Now to the difficult part of your question which asks (to paraphrase): Yes, but what does all this mean to one living in Lotus Land drinking cold beer and swatting the flies off the meat?

When Socrates drank his hemlock he died for an idea. I can’t yet see an Australian writer dying for an idea, but perhaps that’s only because we’ve had no occasion to, yet. You have to remember this culture we’re talking about (white, European-derived culture) is only two hundred years old. Our relationship to most other (read European) cultures is still that of a small child: looking up in awe for approval, smiling when we get it, bawling when we don’t. When you talk about a ‘conservatism’ in Australian culture, though, I presume you are talking about literary culture. The contemporary visual arts scene for example is anything but conservative, the contemporary music scene likewise, the architecture scene is as alive as a scene can get, the contemporary theatre scene, which I myself have been involved in, takes way more risks than I ever see in contemporary literature. No, we have a very conservative literature, protected by very conservative gatekeepers. Somewhere along the line (the early 90s) a white surrender flag was put up about what ‘Australian literature’ is. Carey had done his ‘Fat Man…’, Bail his ‘Contemporary Portraits…’—and that’s quite enough experimentation for us now thankyou very much. Since then I think the main object of Australian literary publishing has been to shore up what 80s-defined Australian literature was. Why change the tyres when the car’s running fine?

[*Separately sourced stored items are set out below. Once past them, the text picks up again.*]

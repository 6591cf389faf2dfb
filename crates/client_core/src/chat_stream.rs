use std::sync::Arc;

use futures::StreamExt;
use shared::{
    domain::SessionId,
    protocol::{ChatFrame, ProgressSnapshot, SseFrame},
};
use tokio::sync::mpsc;
use tokio_stream::wrappers::ReceiverStream;
use tracing::{debug, info, warn};

use crate::{
    error::TransportError,
    sse::SseDecoder,
    transport::{ChatRequest, KycTransport},
};

const EVENT_BUFFER: usize = 64;

pub type ChatEventStream = ReceiverStream<ChatEvent>;

#[derive(Debug, Clone, PartialEq)]
pub enum ChatEvent {
    SessionStarted(SessionId),
    TextDelta(String),
    ToolCallStarted {
        tool_name: String,
        tool_id: String,
    },
    ToolResult {
        tool_id: String,
        success: bool,
    },
    DocumentUploaded {
        filename: String,
        document_type: Option<String>,
        success: bool,
        error: Option<String>,
    },
    Progress(ProgressSnapshot),
    Stop(String),
    Warning(String),
    /// An `error` frame sent by the backend inside the stream.
    ServerError(String),
    Complete,
    Failed(String),
}

impl ChatEvent {
    pub fn is_terminal(&self) -> bool {
        matches!(self, ChatEvent::Complete | ChatEvent::Failed(_))
    }
}

impl From<ChatFrame> for ChatEvent {
    fn from(frame: ChatFrame) -> Self {
        match frame {
            ChatFrame::Session(frame) => ChatEvent::SessionStarted(SessionId(frame.session_id)),
            ChatFrame::Text(frame) => ChatEvent::TextDelta(frame.text),
            ChatFrame::ToolCall(frame) => ChatEvent::ToolCallStarted {
                tool_name: frame.tool_name,
                tool_id: frame.tool_id,
            },
            ChatFrame::ToolResult(frame) => ChatEvent::ToolResult {
                tool_id: frame.tool_id,
                success: frame.success,
            },
            ChatFrame::DocumentUploaded(frame) => ChatEvent::DocumentUploaded {
                filename: frame.filename,
                document_type: frame.document_type,
                success: frame.success,
                error: frame.error,
            },
            ChatFrame::Progress(snapshot) => ChatEvent::Progress(snapshot),
            ChatFrame::Stop(frame) => ChatEvent::Stop(frame.reason),
            ChatFrame::Warning(frame) => ChatEvent::Warning(frame.message),
            ChatFrame::Error(message) => ChatEvent::ServerError(message),
        }
    }
}

/// Whether a request-level failure looks like the stream simply ending.
///
/// Substring matching on error text cannot tell a dropped connection from a
/// server that closed the body early; both read as completion.
pub fn is_benign_termination(message: &str) -> bool {
    let message = message.to_ascii_lowercase();
    message.contains("network") || message.contains("aborted")
}

#[derive(Debug, Default)]
pub struct ChatExchange {
    decoder: SseDecoder,
    finished: bool,
}

impl ChatExchange {
    pub fn new() -> Self {
        Self::default()
    }

    pub fn is_finished(&self) -> bool {
        self.finished
    }

    pub fn feed(&mut self, chunk: &[u8]) -> Vec<ChatEvent> {
        if self.finished {
            return Vec::new();
        }
        self.decoder
            .push_bytes(chunk)
            .iter()
            .filter_map(translate)
            .collect()
    }

    /// Flushes any trailing frame and completes.
    pub fn finish(&mut self) -> Vec<ChatEvent> {
        if self.finished {
            return Vec::new();
        }
        self.finished = true;
        let mut events: Vec<ChatEvent> = self.decoder.flush().iter().filter_map(translate).collect();
        events.push(ChatEvent::Complete);
        events
    }

    pub fn fail(&mut self, message: impl Into<String>) -> Vec<ChatEvent> {
        if self.finished {
            return Vec::new();
        }
        self.finished = true;
        vec![ChatEvent::Failed(message.into())]
    }

    pub fn abort(&mut self, error: &TransportError) -> Vec<ChatEvent> {
        match error {
            TransportError::Status { .. } => self.fail(error.user_message()),
            TransportError::Read(_) => self.finish(),
            other => {
                let message = other.to_string();
                if is_benign_termination(&message) {
                    self.finish()
                } else {
                    self.fail(message)
                }
            }
        }
    }
}

fn translate(frame: &SseFrame) -> Option<ChatEvent> {
    match ChatFrame::decode(frame) {
        Ok(frame) => Some(frame.into()),
        Err(err) if err.is_unknown_frame() => {
            debug!(event = %frame.event, "chat: ignoring unknown frame");
            None
        }
        Err(err) => {
            warn!(event = %frame.event, error = %err, "chat: dropping malformed frame");
            None
        }
    }
}

#[derive(Clone)]
pub struct ChatStreamClient {
    transport: Arc<dyn KycTransport>,
}

impl ChatStreamClient {
    pub fn new(transport: Arc<dyn KycTransport>) -> Self {
        Self { transport }
    }

    pub fn send(&self, request: ChatRequest) -> ChatEventStream {
        let (tx, rx) = mpsc::channel(EVENT_BUFFER);
        let transport = Arc::clone(&self.transport);
        tokio::spawn(run_exchange(transport, request, tx));
        ReceiverStream::new(rx)
    }
}

async fn run_exchange(
    transport: Arc<dyn KycTransport>,
    request: ChatRequest,
    tx: mpsc::Sender<ChatEvent>,
) {
    let session_id = request.session_id.clone();
    let mut exchange = ChatExchange::new();

    let mut body = match transport.open_chat_stream(request).await {
        Ok(body) => body,
        Err(err) => {
            warn!(session_id = %session_id, error = %err, "chat: request failed");
            deliver(&tx, exchange.abort(&err)).await;
            return;
        }
    };

    while let Some(chunk) = body.next().await {
        let events = match chunk {
            Ok(bytes) => exchange.feed(&bytes),
            Err(err) => {
                info!(session_id = %session_id, error = %err, "chat: stream ended abruptly");
                exchange.abort(&err)
            }
        };
        if !deliver(&tx, events).await {
            debug!(session_id = %session_id, "chat: receiver dropped");
            return;
        }
        if exchange.is_finished() {
            return;
        }
    }

    deliver(&tx, exchange.finish()).await;
}

async fn deliver(tx: &mpsc::Sender<ChatEvent>, events: Vec<ChatEvent>) -> bool {
    for event in events {
        if tx.send(event).await.is_err() {
            return false;
        }
    }
    true
}

#[cfg(test)]
#[path = "tests/chat_stream_tests.rs"]
mod tests;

There is no such thing as a definitive ‘Australian film’, a definitive ‘Australian theatre’, a definitive ‘Australian sound’, god forbid a definitive ‘Australian literature’. We’re a baby. Nothing’s defined. We’re still making it up. And we’ll be making it up for centuries yet. This, for me, is what is exciting (as opposed to frustrating) about being an Australian artist—and I hope one day it will be seen that way for the gatekeepers too. There are no rules, other than the ones we write. Everything is possibility.